_DIRECTIONS FOR THIS TASK_.
Exact reproduction required: the lines below from the line with "row by row." to the line with "pub fn mapped<F>(&self, f: F) -> Image", both ends included, and no others.

══ DATA RECORDS ══

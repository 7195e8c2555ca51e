//! Image buffer type.
//!
//! [`Image`] is a row-major grid of [`Color`] with fixed dimensions.
//!
//! # Memory Layout
//!
//! Pixels are stored top-to-bottom, left-to-right; pixel `(x, y)` (column
//! `x`, row `y`) lives at index `y * width + x`:
//!
//! ```text
//! [P(0,0) P(1,0) P(2,0) ...]  <- Row 0
//! [P(0,1) P(1,1) P(2,1) ...]  <- Row 1
//! ...
//! ```
//!
//! The buffer is shared through an [`Arc`], so cloning an image is cheap and
//! writes go through copy-on-write. A clone handed to a transform can never
//! be changed behind the caller's back.
//!
//! # Usage
//!
//! ```rust
//! use hueshift_core::{Color, Image};
//!
//! let mut img = Image::new(4, 3);
//! img.set_pixel(1, 2, Color::WHITE);
//! assert_eq!(img.pixel(1, 2), Color::WHITE);
//! assert_eq!(img.pixel(0, 0), Color::BLACK);
//! ```
//!
//! Zero-area images are valid and iterate over nothing.

use std::sync::Arc;

use crate::{Color, Error, Result};

/// Owned image buffer of 8-bit RGB pixels.
#[derive(Clone, PartialEq, Eq)]
pub struct Image {
    /// Pixel data (Arc for cheap cloning)
    data: Arc<Vec<Color>>,
    /// Image width in pixels
    width: u32,
    /// Image height in pixels
    height: u32,
}

/// Element count of a `width x height` buffer with `per_pixel` elements each.
fn checked_len(width: u32, height: u32, per_pixel: usize) -> Result<usize> {
    (width as usize)
        .checked_mul(height as usize)
        .and_then(|v| v.checked_mul(per_pixel))
        .ok_or_else(|| Error::invalid_dimensions(width, height, "image dimensions overflow"))
}

impl Image {
    /// Creates a new black image.
    ///
    /// ```rust
    /// use hueshift_core::Image;
    ///
    /// let img = Image::new(1920, 1080);
    /// assert_eq!(img.dimensions(), (1920, 1080));
    /// ```
    pub fn new(width: u32, height: u32) -> Self {
        Self::filled(width, height, Color::BLACK)
    }

    /// Creates an image filled with one color.
    ///
    /// # Panics
    ///
    /// Panics if `width * height` pixels cannot be allocated.
    pub fn filled(width: u32, height: u32, color: Color) -> Self {
        let pixel_count = (width as usize).saturating_mul(height as usize);
        Self {
            data: Arc::new(vec![color; pixel_count]),
            width,
            height,
        }
    }

    /// Creates an image from row-major pixels.
    ///
    /// # Errors
    ///
    /// Returns [`Error::InvalidDimensions`] if `pixels.len()` is not
    /// `width * height`.
    ///
    /// ```rust
    /// use hueshift_core::{Color, Image};
    ///
    /// let img = Image::from_pixels(2, 1, vec![Color::BLACK, Color::WHITE]).unwrap();
    /// assert_eq!(img.pixel(1, 0), Color::WHITE);
    /// assert!(Image::from_pixels(2, 2, vec![Color::BLACK]).is_err());
    /// ```
    pub fn from_pixels(width: u32, height: u32, pixels: Vec<Color>) -> Result<Self> {
        let expected = checked_len(width, height, 1)?;
        if pixels.len() != expected {
            return Err(Error::invalid_dimensions(
                width,
                height,
                format!("expected {} pixels, got {}", expected, pixels.len()),
            ));
        }
        Ok(Self {
            data: Arc::new(pixels),
            width,
            height,
        })
    }

    /// Creates an image from interleaved `[R G B R G B ...]` bytes.
    ///
    /// This is the layout most pixel-buffer collaborators hand over.
    ///
    /// # Errors
    ///
    /// Returns [`Error::InvalidDimensions`] if `bytes.len()` is not
    /// `width * height * 3`, or if that size overflows `usize`.
    pub fn from_rgb_bytes(width: u32, height: u32, bytes: &[u8]) -> Result<Self> {
        let expected = checked_len(width, height, 3)?;
        if bytes.len() != expected {
            return Err(Error::invalid_dimensions(
                width,
                height,
                format!("expected {} bytes, got {}", expected, bytes.len()),
            ));
        }
        let pixels = bytes
            .chunks_exact(3)
            .map(|c| Color::new(c[0], c[1], c[2]))
            .collect();
        Self::from_pixels(width, height, pixels)
    }

    /// Returns the pixels as interleaved `[R G B R G B ...]` bytes.
    pub fn to_rgb_bytes(&self) -> Vec<u8> {
        self.data.iter().flat_map(|c| c.to_array()).collect()
    }

    /// Returns the image width in pixels.
    #[inline]
    pub fn width(&self) -> u32 {
        self.width
    }

    /// Returns the image height in pixels.
    #[inline]
    pub fn height(&self) -> u32 {
        self.height
    }

    /// Returns the image dimensions as (width, height).
    #[inline]
    pub fn dimensions(&self) -> (u32, u32) {
        (self.width, self.height)
    }

    /// Returns the total number of pixels.
    #[inline]
    pub fn pixel_count(&self) -> usize {
        self.width as usize * self.height as usize
    }

    /// Returns `true` if the image has zero area.
    #[inline]
    pub fn is_empty(&self) -> bool {
        self.width == 0 || self.height == 0
    }

    /// Returns the row-major pixel data.
    #[inline]
    pub fn data(&self) -> &[Color] {
        &self.data
    }

    /// Returns the pixel data mutably.
    ///
    /// If the data is shared, it is cloned first (copy-on-write).
    #[inline]
    pub fn data_mut(&mut self) -> &mut [Color] {
        Arc::make_mut(&mut self.data).as_mut_slice()
    }

    #[inline]
    fn pixel_offset(&self, x: u32, y: u32) -> usize {
        y as usize * self.width as usize + x as usize
    }

    /// Returns the pixel at column `x`, row `y`.
    ///
    /// # Panics
    ///
    /// Panics if (x, y) is out of bounds.
    #[inline]
    pub fn pixel(&self, x: u32, y: u32) -> Color {
        assert!(x < self.width && y < self.height, "pixel out of bounds");
        self.data[self.pixel_offset(x, y)]
    }

    /// Returns the pixel at (x, y), or `None` if out of bounds.
    #[inline]
    pub fn get_pixel(&self, x: u32, y: u32) -> Option<Color> {
        if x < self.width && y < self.height {
            Some(self.pixel(x, y))
        } else {
            None
        }
    }

    /// Sets the pixel at (x, y).
    ///
    /// # Panics
    ///
    /// Panics if (x, y) is out of bounds.
    #[inline]
    pub fn set_pixel(&mut self, x: u32, y: u32, color: Color) {
        assert!(x < self.width && y < self.height, "pixel out of bounds");
        let offset = self.pixel_offset(x, y);
        self.data_mut()[offset] = color;
    }

    /// Returns row `y` as a slice.
    ///
    /// # Panics
    ///
    /// Panics if y >= height.
    #[inline]
    pub fn row(&self, y: u32) -> &[Color] {
        assert!(y < self.height, "row out of bounds");
        let start = y as usize * self.width as usize;
        &self.data[start..start + self.width as usize]
    }

    /// Iterates over all pixels with their coordinates, row by row.
    pub fn pixels(&self) -> impl Iterator<Item = (u32, u32, Color)> + '_ {
        (0..self.height)
            .flat_map(move |y| (0..self.width).map(move |x| (x, y, self.pixel(x, y))))
    }

    /// Applies a function to each pixel in place.
    pub fn map_pixels<F>(&mut self, f: F)
    where
        F: Fn(Color) -> Color,
    {
        for px in self.data_mut() {
            *px = f(*px);
        }
    }

    /// Returns a new image with `f` applied to every pixel.
    ///
    /// `self` is left untouched.
    ///
    /// ```rust
    /// use hueshift_core::{Color, Image};
    ///
    /// let src = Image::filled(2, 2, Color::new(10, 20, 30));
    /// let dst = src.mapped(|c| Color::new(c.b, c.g, c.r));
    /// assert_eq!(dst.pixel(0, 0), Color::new(30, 20, 10));
    /// assert_eq!(src.pixel(0, 0), Color::new(10, 20, 30));
    /// ```
    pub fn mapped<F>(&self, f: F) -> Image
    where
        F: Fn(Color) -> Color,
    {
        Image {
            data: Arc::new(self.data.iter().map(|&c| f(c)).collect()),
            width: self.width,
            height: self.height,
        }
    }
}

impl std::fmt::Debug for Image {
    fn fmt(&self, f: &mut std::fmt::Formatter<'_>) -> std::fmt::Result {
        f.debug_struct("Image")
            .field("width", &self.width)
            .field("height", &self.height)
            .finish()
    }
}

═══

_WRITTEN SOLUTION_.
    /// Iterates over all pixels with their coordinates, row by row.
    pub fn pixels(&self) -> impl Iterator<Item = (u32, u32, Color)> + '_ {
        (0..self.height)
            .flat_map(move |y| (0..self.width).map(move |x| (x, y, self.pixel(x, y))))
    }

    /// Applies a function to each pixel in place.
    pub fn map_pixels<F>(&mut self, f: F)
    where
        F: Fn(Color) -> Color,
    {
        for px in self.data_mut() {
            *px = f(*px);
        }
    }

    /// Returns a new image with `f` applied to every pixel.
    ///
    /// `self` is left untouched.
    ///
    /// ```rust
    /// use hueshift_core::{Color, Image};
    ///
    /// let src = Image::filled(2, 2, Color::new(10, 20, 30));
    /// let dst = src.mapped(|c| Color::new(c.b, c.g, c.r));
    /// assert_eq!(dst.pixel(0, 0), Color::new(30, 20, 10));
    /// assert_eq!(src.pixel(0, 0), Color::new(10, 20, 30));
    /// ```
    pub fn mapped<F>(&self, f: F) -> Image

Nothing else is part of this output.